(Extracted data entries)
┏━━

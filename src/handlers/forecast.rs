use axum::{
    extract::{Query, State},
    middleware,
    response::Json,
    routing::get,
    Router,
};
use serde::Deserialize;
use tracing::warn;
use utoipa::IntoParams;

use crate::{
    errors::ServiceError,
    metrics::request_metrics_middleware,
    models::series::{CostResult, EoqResult, ForecastPoint},
    AppState,
};

/// Forecasting routes. Requests to these are counted in `http_requests_total`.
pub fn forecast_routes() -> Router<AppState> {
    Router::new()
        .route("/forecast", get(get_forecast))
        .route("/EOQ", get(get_eoq))
        .route("/cost", get(get_cost))
        .route_layer(middleware::from_fn(request_metrics_middleware))
}

/// Query parameters shared by the forecasting endpoints
#[derive(Debug, Default, Deserialize, IntoParams)]
pub struct TableQuery {
    /// Name of the demand table
    #[serde(default)]
    #[param(example = "sales_data")]
    pub table: String,
}

impl TableQuery {
    fn table(&self) -> &str {
        if self.table.is_empty() {
            warn!("table parameter is missing");
        }
        &self.table
    }
}

/// Forecast next month's demand from the table's history
#[utoipa::path(
    get,
    path = "/forecast",
    params(TableQuery),
    responses(
        (status = 200, description = "Projected demand for the next month", body = ForecastPoint),
        (status = 500, description = "Forecast could not be generated", body = crate::errors::ErrorResponse)
    ),
    tag = "Forecasting"
)]
pub async fn get_forecast(
    State(state): State<AppState>,
    Query(params): Query<TableQuery>,
) -> Result<Json<ForecastPoint>, ServiceError> {
    let point = state.forecasting.generate_forecast(params.table()).await?;
    Ok(Json(point))
}

/// Economic order quantity for the projected demand
#[utoipa::path(
    get,
    path = "/EOQ",
    params(TableQuery),
    responses(
        (status = 200, description = "EOQ and the reported holding cost", body = EoqResult),
        (status = 500, description = "Forecast could not be generated", body = crate::errors::ErrorResponse)
    ),
    tag = "Forecasting"
)]
pub async fn get_eoq(
    State(state): State<AppState>,
    Query(params): Query<TableQuery>,
) -> Result<Json<EoqResult>, ServiceError> {
    let report = state.forecasting.eoq_report(params.table()).await?;
    Ok(Json(report))
}

/// Total cost of ordering the EOQ versus covering the shortage
#[utoipa::path(
    get,
    path = "/cost",
    params(TableQuery),
    responses(
        (status = 200, description = "Total-cost comparison", body = CostResult),
        (status = 500, description = "Forecast could not be generated", body = crate::errors::ErrorResponse)
    ),
    tag = "Forecasting"
)]
pub async fn get_cost(
    State(state): State<AppState>,
    Query(params): Query<TableQuery>,
) -> Result<Json<CostResult>, ServiceError> {
    let report = state.forecasting.cost_report(params.table()).await?;
    Ok(Json(report))
}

┗━━

#### What the task asks
The answer must consist of every line from the records above that holds "Deserialize".

#### Answer for this exercise
use serde::Deserialize;
#[derive(Debug, Default, Deserialize, IntoParams)]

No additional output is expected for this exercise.